Selbst das Möhrenschnibbeln ist im Takt. Die Kleidung wird rhythmisch gewaschen, der Hof passend dazu gefegt. So stellt es sich die schüchterne Magd Teresa zumindest in ihrer Fantasie vor, bevor sie selbst ihr Talent fürs Musizieren entdeckt.
Mit ihrem beschwingten Spielfilmdebüt «Gloria!» landete Regisseurin Margherita Vicario im Februar direkt im Wettbewerb der Berlinale. In Musik schwelgend, erzählt die Italienerin die um 1800 spielende Emanzipationsgeschichte einer Gruppe junger Frauen rund um das Dienstmädchen Teresa (Galatéa Bellugi). Sie leben in einer von einem autoritären Maestro geleiteten Musikschule für Waisenmädchen nahe Venedig.
Popmusik vorweggenommen
Teresa findet in einer Abstellkammer ein Klavier und lernt schnell, es zu spielen. Während sich im Haus alles um den bevorstehenden Besuch des neugewählten Papstes dreht, dem ein Konzert gewidmet werden soll, experimentiert sie mit anderen jungen Frauen an Melodien. Sie nehmen hier sozusagen die Entwicklung der Popmusik um ein paar Jahrhunderte vorweg.
Stellenweise entwickelt der Film daher die Dynamik eines mitreißenden, poppigen Musicals. Das überrascht beim Hintergrund von Regisseurin Vicario wenig - sie ist in Italien auch als Popsängerin bekannt. Mit der italienisch-schweizerischen Produktion will sie an die vielen überhörten und unterdrückten Komponistinnen der Geschichte erinnern.

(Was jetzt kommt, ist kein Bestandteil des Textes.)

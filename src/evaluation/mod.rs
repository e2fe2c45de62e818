//! Feasibility simulation and solution validation.
//!
//! - [`Truck`] — move-by-move capacity and route-limit simulator used by
//!   every constructor
//! - [`is_valid`] / [`find_violation`] — independent checker for finished
//!   solutions

mod truck;
mod validator;

pub use truck::{Truck, TruckState};
pub use validator::{find_violation, is_valid, Violation};
//! Greedy nearest-feasible-neighbor constructor.
//!
//! Drives a single [`Truck`] from the depot, always requesting the cheapest
//! unvisited client from the truck's current node. The truck decides whether
//! the move is feasible; if not, it returns to the depot and the search
//! resumes from there.
//!
//! # Complexity
//!
//! O(n²) where n = number of clients.

use tracing::{info, info_span};

use crate::error::{CvrpError, Infeasibility};
use crate::evaluation::Truck;
use crate::models::{ProblemDefinition, Solution, DEPOT};
use crate::solver::CvrpSolver;

/// Deterministic nearest-neighbor solver.
///
/// Ties between equally near clients go to the lower node id.
///
/// # Examples
///
/// ```
/// use u_cvrp::models::{Node, ProblemGraph, ProblemDefinition};
/// use u_cvrp::constructive::GreedySolver;
/// use u_cvrp::solver::CvrpSolver;
///
/// let graph = ProblemGraph::euclidean(vec![
///     Node::depot(0.0, 0.0),
///     Node::client(1, 1.0, 0.0, 10.0),
///     Node::client(2, 2.0, 0.0, 10.0),
///     Node::client(3, 3.0, 0.0, 10.0),
/// ])
/// .unwrap();
/// let problem = ProblemDefinition::new("line", graph, 30.0).unwrap();
///
/// let solution = GreedySolver.solve(&problem).unwrap();
/// assert_eq!(solution.tours(), vec![vec![1, 2, 3]]);
/// ```
#[derive(Debug, Clone, Copy, Default)]
pub struct GreedySolver;

impl CvrpSolver for GreedySolver {
    fn solve(&self, problem: &ProblemDefinition) -> Result<Solution, CvrpError> {
        let _span = info_span!("greedy", instance = problem.instance_name()).entered();

        let graph = problem.graph();
        let mut truck = Truck::new(
            graph,
            problem.truck_capacity(),
            problem.truck_route_limit(),
        );
        let mut solution = Solution::for_graph(graph);

        let mut visited = vec![false; graph.len()];
        visited[DEPOT] = true;
        let mut remaining = graph.num_clients();

        while remaining > 0 {
            let current = truck.current_node();
            let next = graph
                .costs()
                .nearest_neighbor(current, graph.clients(), &visited);

            let mv = match next {
                Some(target) => truck.attempt_move(target)?,
                None if current == DEPOT => {
                    let client = visited.iter().position(|v| !v).unwrap_or(DEPOT);
                    return Err(CvrpError::InfeasibleProblem(
                        Infeasibility::ClientUnreachable { client },
                    ));
                }
                None => truck.return_to_depot()?,
            };

            if mv.dest != DEPOT {
                visited[mv.dest] = true;
                remaining -= 1;
            }
            solution.add_move(mv);
        }

        if !truck.is_at_depot() {
            solution.add_move(truck.return_to_depot()?);
        }

        info!(
            route_len = solution.route_len(),
            tours = solution.num_tours(),
            "greedy solution built"
        );
        Ok(solution)
    }

    fn label(&self) -> String {
        "Greedy".to_string()
    }
}
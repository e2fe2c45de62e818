//! Dense cost matrix.

use crate::models::Node;

/// A dense n×n cost matrix stored in row-major order.
///
/// Supports rounded Euclidean costs computed from node coordinates and
/// explicit cost specification for synthetic instances. A cost of
/// `f64::INFINITY` marks a missing edge; the diagonal is never an edge.
///
/// # Examples
///
/// ```
/// use u_cvrp::models::Node;
/// use u_cvrp::distance::DistanceMatrix;
///
/// let nodes = vec![
///     Node::depot(0.0, 0.0),
///     Node::client(1, 3.0, 4.0, 10.0),
///     Node::client(2, 6.0, 8.0, 20.0),
/// ];
/// let dm = DistanceMatrix::from_nodes(&nodes);
/// assert_eq!(dm.get(0, 1), 5.0);
/// assert_eq!(dm.size(), 3);
/// ```
#[derive(Debug, Clone, PartialEq)]
pub struct DistanceMatrix {
    data: Vec<f64>,
    size: usize,
}

impl DistanceMatrix {
    /// Creates a cost matrix of the given size, initialized to zero.
    pub fn new(size: usize) -> Self {
        Self {
            data: vec![0.0; size * size],
            size,
        }
    }

    /// Computes Euclidean costs from node coordinates, rounded to the
    /// nearest integer (ties to even).
    pub fn from_nodes(nodes: &[Node]) -> Self {
        let n = nodes.len();
        let mut dm = Self::new(n);
        for i in 0..n {
            for j in (i + 1)..n {
                let d = nodes[i].distance_to(&nodes[j]).round_ties_even();
                dm.set(i, j, d);
                dm.set(j, i, d);
            }
        }
        dm
    }

    /// Creates a cost matrix from an explicit n×n grid.
    ///
    /// Returns `None` if the data length doesn't match `size * size`.
    pub fn from_data(size: usize, data: Vec<f64>) -> Option<Self> {
        if data.len() != size * size {
            return None;
        }
        Some(Self { data, size })
    }

    /// Returns the cost from `from` to `to`.
    ///
    /// # Panics
    ///
    /// Panics if either index is out of bounds.
    pub fn get(&self, from: usize, to: usize) -> f64 {
        self.data[from * self.size + to]
    }

    /// Sets the cost from `from` to `to`.
    pub fn set(&mut self, from: usize, to: usize, cost: f64) {
        self.data[from * self.size + to] = cost;
    }

    /// Removes the edge from `from` to `to`.
    pub fn remove_edge(&mut self, from: usize, to: usize) {
        self.set(from, to, f64::INFINITY);
    }

    /// Returns `true` if a directed edge `from → to` exists.
    pub fn has_edge(&self, from: usize, to: usize) -> bool {
        from != to && self.get(from, to).is_finite()
    }

    /// Number of locations in this matrix.
    pub fn size(&self) -> usize {
        self.size
    }

    /// All stored costs in row-major order.
    pub fn values(&self) -> &[f64] {
        &self.data
    }

    /// Returns `true` if the matrix is symmetric within the given tolerance.
    pub fn is_symmetric(&self, tol: f64) -> bool {
        for i in 0..self.size {
            for j in (i + 1)..self.size {
                if (self.get(i, j) - self.get(j, i)).abs() > tol {
                    return false;
                }
            }
        }
        true
    }

    /// Returns the cheapest reachable node from `from` among the candidates
    /// that are not forbidden.
    ///
    /// Ties keep the earliest candidate. Returns `None` if no candidate is
    /// reachable.
    pub fn nearest_neighbor<I>(&self, from: usize, candidates: I, forbidden: &[bool]) -> Option<usize>
    where
        I: IntoIterator<Item = usize>,
    {
        let mut best: Option<(usize, f64)> = None;
        for c in candidates {
            if forbidden[c] || !self.has_edge(from, c) {
                continue;
            }
            let d = self.get(from, c);
            match best {
                Some((_, bd)) if d >= bd => {}
                _ => best = Some((c, d)),
            }
        }
        best.map(|(c, _)| c)
    }
}
//! Edge costs between locations.
//!
//! Provides a dense cost matrix for routing problems.

mod matrix;

pub use matrix::DistanceMatrix;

Gefühlsüberschwang und kitschige Momente
Wenn sie eine neue Platte herausbringe, komme als Erstes immer die Frage, was sie von Frauen in der heutigen Musik halte, hatte Vicario während der Berlinale gesagt. Das habe sie auf die Idee gebracht, sich mit Komponistinnen zu beschäftigen, die zwischen dem 16. und 20. Jahrhundert wirkten. Gerade das Ende des 18. Jahrhunderts habe hervorragende Musikerinnen hervorgebracht, doch kaum einer kenne sie.
Mutig kämpfen die jungen Frauen im Film gegen althergebrachte Geschlechterrollen, patriarchale Strukturen und dazu für eine lebensbejahende Musik. In schöner Beiläufigkeit entlarvt «Gloria!» dabei Bigotterie und die Gefahr von fanatischem Katholizismus. In seinem Gefühlsüberschwang hat der Film allerdings einige sentimentale und kitschige Momente und trägt insgesamt zu dick auf.